Task goal — Examine the data line by line and report how many lines include the word "impl", with no additional output.

**** Information supplied

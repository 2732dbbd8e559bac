//! 宿主协作接口
//!
//! 引擎不直接持有场景图节点，只通过 [`SceneGraph`] 写入显示数据，
//! 通过 [`Viewport`] 做屏幕/世界坐标换算。所有 `SceneGraph` 写入都经由
//! [`TaskQueue`](crate::deferred::TaskQueue) 延迟到下一个 tick 执行。

use crate::entity::EntityId;
use crate::error::{Result, TrackerError};
use crate::math::{Matrix4, Point2, Point3};
use std::collections::{BTreeMap, HashSet};

/// 场景图写接口
pub trait SceneGraph {
    /// 替换节点的坐标
    fn set_coordinates(&mut self, node: EntityId, points: &[Point3]) -> Result<()>;

    /// 移除节点
    fn remove_node(&mut self, node: EntityId) -> Result<()>;

    /// 把整体拖拽的几何副本插入拖拽预览组
    fn insert_full_drag(&mut self, node: EntityId, points: &[Point3]) -> Result<()>;

    /// 设置整体拖拽预览组的变换
    fn set_drag_transform(&mut self, matrix: &Matrix4) -> Result<()>;

    /// 设置局部拖拽预览几何
    fn set_partial_preview(&mut self, node: EntityId, points: &[Point3]) -> Result<()>;

    /// 设置拖拽引导线，`None` 表示隐藏
    fn set_drag_line(&mut self, line: Option<[Point3; 2]>) -> Result<()>;

    /// 清空所有拖拽预览
    fn clear_drag_preview(&mut self) -> Result<()>;
}

/// 视口坐标换算
pub trait Viewport {
    fn screen_to_world(&self, screen: &Point2) -> Point3;

    fn world_to_screen(&self, world: &Point3) -> Point2;

    /// 节点局部坐标到世界坐标的变换
    fn node_transform(&self, _node: EntityId) -> Matrix4 {
        Matrix4::identity()
    }
}

/// 俯视正交视口：屏幕像素按比例映射到 XY 平面（屏幕 Y 向下）
#[derive(Debug, Clone, Copy)]
pub struct PlanarViewport {
    /// 屏幕原点对应的世界坐标
    pub origin: Point2,
    /// 每个世界单位对应的像素数
    pub scale: f64,
}

impl PlanarViewport {
    pub fn new(origin: Point2, scale: f64) -> Self {
        Self { origin, scale }
    }
}

impl Default for PlanarViewport {
    fn default() -> Self {
        Self::new(Point2::origin(), 1.0)
    }
}

impl Viewport for PlanarViewport {
    fn screen_to_world(&self, screen: &Point2) -> Point3 {
        Point3::new(
            self.origin.x + screen.x / self.scale,
            self.origin.y - screen.y / self.scale,
            0.0,
        )
    }

    fn world_to_screen(&self, world: &Point3) -> Point2 {
        Point2::new(
            (world.x - self.origin.x) * self.scale,
            (self.origin.y - world.y) * self.scale,
        )
    }
}

/// 内存场景图，记录所有写入
///
/// 用于无界面宿主与测试。
#[derive(Debug, Default, Clone)]
pub struct MemoryScene {
    pub nodes: BTreeMap<EntityId, Vec<Point3>>,
    pub full_drag: BTreeMap<EntityId, Vec<Point3>>,
    pub partial_drag: BTreeMap<EntityId, Vec<Point3>>,
    pub drag_transform: Option<Matrix4>,
    pub drag_line: Option<[Point3; 2]>,
    /// 写入失败的节点（模拟已被销毁的场景节点）
    pub rejected: HashSet<EntityId>,
    pub writes: usize,
}

impl MemoryScene {
    pub fn new() -> Self {
        Self::default()
    }

    pub fn coordinates(&self, node: EntityId) -> Option<&[Point3]> {
        self.nodes.get(&node).map(Vec::as_slice)
    }

    pub fn has_drag_preview(&self) -> bool {
        !self.full_drag.is_empty() || !self.partial_drag.is_empty() || self.drag_transform.is_some()
    }

    fn check(&self, node: EntityId) -> Result<()> {
        if self.rejected.contains(&node) {
            return Err(TrackerError::Scene(format!("node {:?} is not in the scene", node)));
        }
        Ok(())
    }
}

impl SceneGraph for MemoryScene {
    fn set_coordinates(&mut self, node: EntityId, points: &[Point3]) -> Result<()> {
        self.check(node)?;
        self.nodes.insert(node, points.to_vec());
        self.writes += 1;
        Ok(())
    }

    fn remove_node(&mut self, node: EntityId) -> Result<()> {
        self.nodes.remove(&node);
        self.full_drag.remove(&node);
        self.partial_drag.remove(&node);
        self.writes += 1;
        Ok(())
    }

    fn insert_full_drag(&mut self, node: EntityId, points: &[Point3]) -> Result<()> {
        self.check(node)?;
        self.full_drag.insert(node, points.to_vec());
        self.writes += 1;
        Ok(())
    }

    fn set_drag_transform(&mut self, matrix: &Matrix4) -> Result<()> {
        self.drag_transform = Some(*matrix);
        self.writes += 1;
        Ok(())
    }

    fn set_partial_preview(&mut self, node: EntityId, points: &[Point3]) -> Result<()> {
        self.check(node)?;
        self.partial_drag.insert(node, points.to_vec());
        self.writes += 1;
        Ok(())
    }

    fn set_drag_line(&mut self, line: Option<[Point3; 2]>) -> Result<()> {
        self.drag_line = line;
        self.writes += 1;
        Ok(())
    }

    fn clear_drag_preview(&mut self) -> Result<()> {
        self.full_drag.clear();
        self.partial_drag.clear();
        self.drag_transform = None;
        self.drag_line = None;
        self.writes += 1;
        Ok(())
    }
}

********

Answer to this problem — 5